//! Typed endpoint wrappers over `ApiGateway`.
//!
//! SYSTEM CONTEXT
//! ==============
//! `auth` covers sign-in/out and identity; `projects` covers projects, tasks,
//! KPIs, AI helpers, analytics, and the health probe. Each method is one
//! request through the gateway, with no retries and no caching.

pub mod auth;
pub mod projects;
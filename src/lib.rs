//! Nexo client: session lifecycle, API gateway, and typed endpoints for the
//! Nexo project-management backend.
//!
//! ARCHITECTURE
//! ============
//! `gateway` issues every request and owns the bearer token; `api` adds one
//! typed method per endpoint on top of it. `session` and `theme` are the two
//! state stores views subscribe to, `storage` persists what must survive a
//! restart, and `routes` decides which view a navigation lands on. `state`
//! wires them together once at startup.

pub mod api;
pub mod config;
pub mod error;
pub mod gateway;
pub mod routes;
pub mod session;
pub mod state;
pub mod storage;
pub mod theme;
pub mod types;

#[cfg(test)]
mod test_support;

pub use config::ClientConfig;
pub use error::ApiError;
pub use gateway::ApiGateway;
pub use session::{SessionSnapshot, SessionStore};
pub use state::AppState;
pub use storage::{FileStorage, KeyValueStorage, MemoryStorage};
pub use theme::{Theme, ThemePreference, ThemeStore};
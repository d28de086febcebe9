//! Thread-safe capture buffer for a fragment's stdout and stderr.
//!
//! One buffer is created per code action and shared between the supervising
//! runner thread and the VM worker via `Arc<Mutex<_>>`. Because the worker is
//! abandoned on timeout (never joined), the runner reads its copy of the data
//! with [`OutputBuffer::into_strings`], which falls back to lock-and-clone
//! when the worker still holds a handle.

use std::sync::{Arc, Mutex};

/// Error returned when a write would push the combined streams over the cap.
#[derive(Debug, Clone, Copy, PartialEq, Eq)]
pub struct OutputLimitExceeded {
    pub limit_bytes: usize,
}

struct Streams {
    stdout: Vec<u8>,
    stderr: Vec<u8>,
    max_bytes: usize,
}

impl Streams {
    fn remaining(&self) -> usize {
        self.max_bytes.saturating_sub(self.stdout.len() + self.stderr.len())
    }
}

/// Shared stdout/stderr accumulator with a combined byte cap.
///
/// Cheap to clone; all clones share the same data.
#[derive(Clone)]
pub struct OutputBuffer {
    inner: Arc<Mutex<Streams>>,
}

impl OutputBuffer {
    pub fn new(max_bytes: usize) -> Self {
        Self {
            inner: Arc::new(Mutex::new(Streams {
                stdout: Vec::new(),
                stderr: Vec::new(),
                max_bytes,
            })),
        }
    }

    /// Append to the stdout stream. Rejects the whole write when it would
    /// exceed the cap, leaving the buffer unchanged.
    pub fn write_stdout(&self, data: &[u8]) -> Result<(), OutputLimitExceeded> {
        let mut streams = self.inner.lock().expect("output buffer mutex poisoned");
        if data.len() > streams.remaining() {
            return Err(OutputLimitExceeded {
                limit_bytes: streams.max_bytes,
            });
        }
        streams.stdout.extend_from_slice(data);
        Ok(())
    }

    /// Append to the stderr stream. Same cap semantics as stdout.
    pub fn write_stderr(&self, data: &[u8]) -> Result<(), OutputLimitExceeded> {
        let mut streams = self.inner.lock().expect("output buffer mutex poisoned");
        if data.len() > streams.remaining() {
            return Err(OutputLimitExceeded {
                limit_bytes: streams.max_bytes,
            });
        }
        streams.stderr.extend_from_slice(data);
        Ok(())
    }

    /// Consume this handle and return `(stdout, stderr)` as UTF-8 strings,
    /// replacing invalid sequences.
    ///
    /// When an abandoned worker still holds a clone, the data is cloned out
    /// under the lock instead of unwrapped, so partial output survives a
    /// timeout.
    pub fn into_strings(self) -> (String, String) {
        match Arc::try_unwrap(self.inner) {
            Ok(mutex) => {
                let streams = mutex.into_inner().expect("output buffer mutex poisoned");
                (
                    String::from_utf8_lossy(&streams.stdout).into_owned(),
                    String::from_utf8_lossy(&streams.stderr).into_owned(),
                )
            }
            Err(arc) => {
                let streams = arc.lock().expect("output buffer mutex poisoned");
                (
                    String::from_utf8_lossy(&streams.stdout).into_owned(),
                    String::from_utf8_lossy(&streams.stderr).into_owned(),
                )
            }
        }
    }
}
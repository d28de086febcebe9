//! Restricted RustPython interpreter for code actions.
//!
//! This module owns all RustPython API calls. For every execution it:
//! - strips the blocked intrinsics (`eval`, `exec`, `compile`, `input`,
//!   `memoryview`, `breakpoint`) from the builtins module;
//! - replaces `builtins.__import__` with a hook that consults the import
//!   allowlist for names imported by user code (stdlib-internal imports pass
//!   through, keyed off the caller's `__name__`);
//! - replaces `open` with a workspace-scoped wrapper, so the replacement is
//!   the only callable named "open" reachable from the fragment;
//! - replaces `sys.stdout` / `sys.stderr` with writer objects that feed the
//!   shared [`OutputBuffer`];
//! - injects the tool primitives into the execution scope, bound to the
//!   action's workspace.
//!
//! The true `__import__` and `open` are captured once at interpreter build
//! time and held on the Rust side, so reinstalling the hooks on a pooled
//! interpreter can never chain onto a stale hook and nothing reachable from
//! Python retains the raw intrinsics.
//!
//! Hook installation happens inside `enter()` at the start of every run
//! rather than in the `with_init` closure, because `builtins.__import__` only
//! exists after full VM initialization.

use std::path::{Path, PathBuf};
use std::sync::Arc;
use std::time::Duration;

use rustpython_vm::{
    builtins::PyBaseExceptionRef, compiler::Mode, function::FuncArgs, scope::Scope, AsObject,
    Interpreter, PyObjectRef, PyResult, TryFromObject, VirtualMachine,
};

use crate::output::OutputBuffer;
use crate::paths::resolve_under;
use crate::policy;
use crate::tools::{Toolbox, ToolError};

/// Builtins removed from the sandbox. Anything that can execute arbitrary
/// code, read stdin, or poke raw memory. `__import__` and `open` are not
/// listed because they are replaced rather than removed.
const BLOCKED_BUILTINS: &[&str] = &["eval", "exec", "compile", "input", "memoryview", "breakpoint"];

/// Deadline handed to `run_command` when the fragment does not pass one.
const RUN_COMMAND_DEADLINE: Duration = Duration::from_secs(300);

// ── Crate-visible types ──────────────────────────────────────────────────────

/// How a VM execution failed, before the runner maps it onto an
/// `ExecutionResult`.
pub(crate) enum VmFailure {
    /// The fragment did not compile.
    Syntax { message: String },
    /// The fragment raised; carries the formatted Python traceback.
    Exception { traceback: String },
}

pub(crate) struct VmRunResult {
    pub error: Option<VmFailure>,
}

/// A built interpreter plus the captured raw intrinsics it needs to reinstall
/// its hooks on every run. Not `Send`: it lives and dies on one thread.
pub(crate) struct PyInterp {
    inner: Interpreter,
    original_import: Option<PyObjectRef>,
    original_open: Option<PyObjectRef>,
}

impl PyInterp {
    /// Execute a closure with access to the VirtualMachine. Used by the pool
    /// for `sys.modules` baseline capture and reset.
    pub(crate) fn with_vm<F, R>(&self, f: F) -> R
    where
        F: FnOnce(&VirtualMachine) -> R,
    {
        self.inner.enter(f)
    }
}

// ── Interpreter construction ─────────────────────────────────────────────────

/// Candidate locations of a host Python standard library.
///
/// The freeze-stdlib feature embeds only the VM's core modules; pure-Python
/// stdlib packages (json, collections, textwrap, ...) come from a host
/// installation on the path list. Native modules registered from
/// `rustpython_stdlib` shadow any compiled extensions found there.
fn python_stdlib_paths() -> Vec<String> {
    let candidates = [
        "/usr/local/lib/python3.13",
        "/usr/local/lib/python3.12",
        "/usr/local/lib/python3.11",
        "/usr/local/lib/python3.10",
        "/usr/lib/python3",
        "/usr/lib/python3.13",
        "/usr/lib/python3.12",
        "/usr/lib/python3.11",
        "/usr/lib/python3.10",
    ];
    candidates
        .iter()
        .filter(|p| Path::new(p).is_dir())
        .map(|p| p.to_string())
        .collect()
}

/// Build a fresh interpreter with the stdlib registered and the raw
/// `__import__` / `open` intrinsics captured for later hook installation.
pub(crate) fn build_interpreter() -> PyInterp {
    let mut settings = rustpython_vm::Settings::default();
    for path in python_stdlib_paths() {
        settings.path_list.push(path);
    }

    let inner = Interpreter::with_init(settings, |vm| {
        vm.add_native_modules(rustpython_stdlib::get_module_inits());
    });

    let (original_import, original_open) = inner.enter(|vm| {
        (
            vm.builtins.get_attr("__import__", vm).ok(),
            vm.builtins.get_attr("open", vm).ok(),
        )
    });

    PyInterp {
        inner,
        original_import,
        original_open,
    }
}

// ── Execution ────────────────────────────────────────────────────────────────

/// Compile and run one fragment inside the restricted environment.
///
/// The fragment's stdout/stderr land in `output`; structured failure comes
/// back in the [`VmRunResult`].
pub(crate) fn run_code_in_vm(
    interp: &PyInterp,
    code: &str,
    workspace_dir: &Path,
    output: OutputBuffer,
) -> VmRunResult {
    let toolbox = match Toolbox::bind(workspace_dir) {
        Ok(toolbox) => Arc::new(toolbox),
        Err(e) => {
            return VmRunResult {
                error: Some(VmFailure::Exception {
                    traceback: format!("RuntimeError: workspace is unavailable: {e}\n"),
                }),
            }
        }
    };

    interp.inner.enter(|vm| {
        install_restrictions(vm);
        install_import_hook(vm, interp.original_import.clone());
        install_scoped_open(vm, interp.original_open.clone(), toolbox.root().to_path_buf());
        install_output_capture(vm, output);

        let code_obj = match vm.compile(code, Mode::Exec, "<code_action>".to_owned()) {
            Ok(code_obj) => code_obj,
            Err(e) => {
                return VmRunResult {
                    error: Some(VmFailure::Syntax {
                        message: e.to_string(),
                    }),
                }
            }
        };

        // User code runs as __main__; the import hook keys off this name to
        // tell fragment imports apart from stdlib-internal ones.
        let scope = vm.new_scope_with_builtins();
        let _ = scope
            .globals
            .set_item("__name__", vm.ctx.new_str("__main__").into(), vm);
        install_tools(vm, &scope, Arc::clone(&toolbox));

        match vm.run_code_obj(code_obj, scope) {
            Ok(_) => VmRunResult { error: None },
            Err(exc) => VmRunResult {
                error: Some(VmFailure::Exception {
                    traceback: format_exception(vm, exc),
                }),
            },
        }
    })
}

// ── Environment restriction ──────────────────────────────────────────────────

/// Delete the blocked intrinsics from the builtins module. Idempotent:
/// repeated deletion of an absent name is ignored.
fn install_restrictions(vm: &VirtualMachine) {
    for name in BLOCKED_BUILTINS {
        let _ = vm.call_method(
            vm.builtins.as_object(),
            "__delattr__",
            (vm.ctx.new_str(*name),),
        );
    }
}

/// Returns `true` when an `__import__` call originates from user code.
///
/// User fragments execute with `__name__ == "__main__"`; stdlib and frozen
/// modules carry their own module name, and their internal imports must not
/// be policed or the allowlisted packages could not load their own
/// dependencies.
fn is_user_code_import(args: &FuncArgs, vm: &VirtualMachine) -> bool {
    let Some(globals) = args.args.get(1) else {
        return true;
    };
    if vm.is_none(globals) {
        return true;
    }
    let Ok(name_val) = vm.call_method(globals, "get", (vm.ctx.new_str("__name__"),)) else {
        return true;
    };
    if vm.is_none(&name_val) {
        return true;
    }
    match name_val.str(vm) {
        Ok(name) => name.as_str() == "__main__",
        Err(_) => true,
    }
}
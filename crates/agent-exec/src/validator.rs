//! Static validation of a code fragment before anything executes.
//!
//! The fragment is parsed into a syntax tree and every statement is walked,
//! including bodies nested inside functions, classes, loops, `with`, `try`
//! and `match` arms. Each `import` / `from ... import` found has its root
//! package checked against [`crate::policy::ALLOWED_IMPORT_ROOTS`].
//!
//! A regex over the source text would be defeatable with whitespace tricks;
//! walking the tree is exact with respect to the fragment's static text.
//! Names assembled at runtime cannot dodge the check either, because the
//! interpreter's `__import__` consults the same allowlist (see `vm.rs`).

use rustpython_parser::{ast, Parse};
use thiserror::Error;

use crate::policy;

#[derive(Debug, Error, PartialEq, Eq)]
pub enum ValidationError {
    /// The fragment is not parseable Python.
    #[error("SyntaxError: {0}")]
    Syntax(String),

    /// A static import names a module outside the allowlist.
    #[error("Import not allowed: '{module}'. Use only the provided tool functions and allowlisted modules.")]
    ForbiddenImport { module: String },
}

/// Parse `code` and verify every import statement is allowlisted.
pub fn validate_imports(code: &str) -> Result<(), ValidationError> {
    let suite = ast::Suite::parse(code, "<code_action>")
        .map_err(|e| ValidationError::Syntax(e.to_string()))?;
    walk_statements(&suite)
}

fn walk_statements(statements: &[ast::Stmt]) -> Result<(), ValidationError> {
    for statement in statements {
        walk_statement(statement)?;
    }
    Ok(())
}

fn walk_statement(statement: &ast::Stmt) -> Result<(), ValidationError> {
    match statement {
        ast::Stmt::Import(ast::StmtImport { names, .. }) => {
            for alias in names {
                check_module(alias.name.as_str())?;
            }
        }
        // Relative imports (`from . import x`) carry no absolute module name;
        // they fail at runtime anyway because fragments have no package.
        ast::Stmt::ImportFrom(ast::StmtImportFrom { module, .. }) => {
            if let Some(module) = module {
                check_module(module.as_str())?;
            }
        }

        ast::Stmt::FunctionDef(ast::StmtFunctionDef { body, .. })
        | ast::Stmt::AsyncFunctionDef(ast::StmtAsyncFunctionDef { body, .. })
        | ast::Stmt::ClassDef(ast::StmtClassDef { body, .. })
        | ast::Stmt::With(ast::StmtWith { body, .. })
        | ast::Stmt::AsyncWith(ast::StmtAsyncWith { body, .. }) => {
            walk_statements(body)?;
        }

        ast::Stmt::For(ast::StmtFor { body, orelse, .. })
        | ast::Stmt::AsyncFor(ast::StmtAsyncFor { body, orelse, .. })
        | ast::Stmt::While(ast::StmtWhile { body, orelse, .. })
        | ast::Stmt::If(ast::StmtIf { body, orelse, .. }) => {
            walk_statements(body)?;
            walk_statements(orelse)?;
        }

        ast::Stmt::Try(ast::StmtTry {
            body,
            handlers,
            orelse,
            finalbody,
            ..
        })
        | ast::Stmt::TryStar(ast::StmtTryStar {
            body,
            handlers,
            orelse,
            finalbody,
            ..
        }) => {
            walk_statements(body)?;
            for handler in handlers {
                let ast::ExceptHandler::ExceptHandler(ast::ExceptHandlerExceptHandler {
                    body, ..
                }) = handler;
                walk_statements(body)?;
            }
            walk_statements(orelse)?;
            walk_statements(finalbody)?;
        }

        ast::Stmt::Match(ast::StmtMatch { cases, .. }) => {
            for case in cases {
                walk_statements(&case.body)?;
            }
        }

        _ => {}
    }
    Ok(())
}

fn check_module(module_name: &str) -> Result<(), ValidationError> {
    if policy::import_allowed(module_name) {
        Ok(())
    } else {
        Err(ValidationError::ForbiddenImport {
            module: module_name.to_string(),
        })
    }
}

_EXERCISE DESCRIPTION_
Go through the material and select each line with the string "orelse" in it.

_SOLUTION TO THIS EXERCISE_
        ast::Stmt::For(ast::StmtFor { body, orelse, .. })
        | ast::Stmt::AsyncFor(ast::StmtAsyncFor { body, orelse, .. })
        | ast::Stmt::While(ast::StmtWhile { body, orelse, .. })
        | ast::Stmt::If(ast::StmtIf { body, orelse, .. }) => {
            walk_statements(orelse)?;
            orelse,
            orelse,
            walk_statements(orelse)?;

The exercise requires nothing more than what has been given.